Agnes Martin.

Wendy Beckett, in her book American Masterpieces, said about Martin: "Agnes Martin often speaks of joy; she sees it as the desired condition of all life. Who would disagree with her?... No-one who has seriously spent time before an Agnes Martin, letting its peace communicate itself, receiving its inexplicable and ineffable happiness, has ever been disappointed. The work awes, not just with its delicacy, but with its vigor, and this power and visual interest is something that has to be experienced. ...Artwork is a representation of our devotion to life," Martin wrote. "The enormous pitfall is devotion to oneself instead of to life. All works that are self-devoted are absolutely ineffective."

Herbert Matter.

Known as a quintessential designer's designer, Swiss born Herbert Matter is largely credited with expanding the use of photography as a design tool and bringing the semantics of fine art into the realm of applied arts. When Matter got the job to design a new logo for the New Haven Railroad he literally went through hundreds of sketches before arriving at the final logo.

A little secret.

It may surprise students to know that at the beginning any given semester I have only a very loose idea of what we will be doing, making and thinking as a class. Somewhere in the intersection of class dynamics and current cultural and social atmosphere, something vibrant always comes into focus. I relate this directly to the creative process on a personal level—patterns of intuitive expression extend out towards the realization of a class, a corporate identity, a sculpture, the composition of a song or a painting—they are actually not that different. Below is a still from the Ray + Charles Eames movie The Powers of Ten.
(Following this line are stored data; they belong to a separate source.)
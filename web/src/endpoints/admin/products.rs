/*
 * SPDX-FileCopyrightText: 2025 Wavelens UG <info@wavelens.io>
 *
 * SPDX-License-Identifier: AGPL-3.0-only
 */

use crate::error::{WebError, WebResult};
use crate::extract::{JsonBody, ValidatedJson};
use axum::Json;
use axum::extract::{Path, State};
use catalog::Product;
use serde::{Deserialize, Serialize};
use shop_core::categories::{
    BulkAssignResult, assign_product, bulk_assign, categories_by_product, unassign_product,
};
use shop_core::input::{InputError, Validate};
use shop_core::types::*;
use std::sync::Arc;
use uuid::Uuid;

#[derive(Serialize, Debug)]
pub struct ProductWithCategories {
    #[serde(flatten)]
    pub product: Product,
    pub db_category_ids: Vec<Uuid>,
    pub db_category_names: Vec<String>,
}

impl ProductWithCategories {
    fn new(product: Product, categories: &[MCategory]) -> Self {
        Self {
            product,
            db_category_ids: categories.iter().map(|c| c.id).collect(),
            db_category_names: categories.iter().map(|c| c.display_name.clone()).collect(),
        }
    }
}

#[derive(Deserialize, Debug)]
pub struct AssignCategoryRequest {
    pub category_id: Uuid,
    #[serde(default)]
    pub is_primary: bool,
}

#[derive(Deserialize, Debug)]
pub struct BulkAssignRequest {
    pub product_ids: Vec<String>,
    pub category_id: Uuid,
}

impl Validate for BulkAssignRequest {
    fn validate(&self) -> Result<(), InputError> {
        let mut errors = InputError::new();
        errors.check(
            !self.product_ids.is_empty(),
            "product_ids",
            "At least one product id is required",
        );
        errors.into_result()
    }
}

pub async fn get_products(
    state: State<Arc<ServerState>>,
) -> WebResult<Json<BaseResponse<Vec<ProductWithCategories>>>> {
    let products = state.catalog.products().await?;
    let by_product = categories_by_product(&state.db).await?;

    let products = products
        .iter()
        .map(|product| {
            let categories = by_product
                .get(&product.id)
                .map(Vec::as_slice)
                .unwrap_or_default();
            ProductWithCategories::new(product.clone(), categories)
        })
        .collect();

    let res = BaseResponse {
        error: false,
        message: products,
    };

    Ok(Json(res))
}

pub async fn get_product(
    state: State<Arc<ServerState>>,
    Path(product_id): Path<String>,
) -> WebResult<Json<BaseResponse<ProductWithCategories>>> {
    let product = state
        .catalog
        .product(&product_id)
        .await?
        .ok_or_else(|| WebError::not_found("Product"))?;

    let by_product = categories_by_product(&state.db).await?;
    let categories = by_product
        .get(&product.id)
        .map(Vec::as_slice)
        .unwrap_or_default();

    let res = BaseResponse {
        error: false,
        message: ProductWithCategories::new(product, categories),
    };

    Ok(Json(res))
}

pub async fn post_product_category(
    state: State<Arc<ServerState>>,
    Path(product_id): Path<String>,
    JsonBody(body): JsonBody<AssignCategoryRequest>,
) -> WebResult<Json<BaseResponse<MProductCategory>>> {
    let res = BaseResponse {
        error: false,
        message: assign_product(&state.db, &product_id, body.category_id, body.is_primary)
            .await?,
    };

    Ok(Json(res))
}

pub async fn delete_product_category(
    state: State<Arc<ServerState>>,
    Path((product_id, category_id)): Path<(String, Uuid)>,
) -> WebResult<Json<BaseResponse<String>>> {
    unassign_product(&state.db, &product_id, category_id).await?;

    let res = BaseResponse {
        error: false,
        message: "Product removed from category".to_string(),
    };

    Ok(Json(res))
}

pub async fn post_bulk_assign(
    state: State<Arc<ServerState>>,
    ValidatedJson(body): ValidatedJson<BulkAssignRequest>,
) -> WebResult<Json<BaseResponse<BulkAssignResult>>> {
    let res = BaseResponse {
        error: false,
        message: bulk_assign(&state.db, &body.product_ids, body.category_id).await?,
    };

    Ok(Json(res))
}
Now, look at the work of dutch artist Helmut Smits, below. In his work for public spaces he plays with the size of the pixel. Smits imagines the pixel viewed one kilometer from the earth's surface. From this great distance it becomes a dead void, unmeasurable by Google Earth. A pixel missing from our computer screens and PDA's.

How will you change your perspective on what you already know? How can you take concepts and ideas and make them your own or use a current language or medium to truly innovate? Are you doing that already?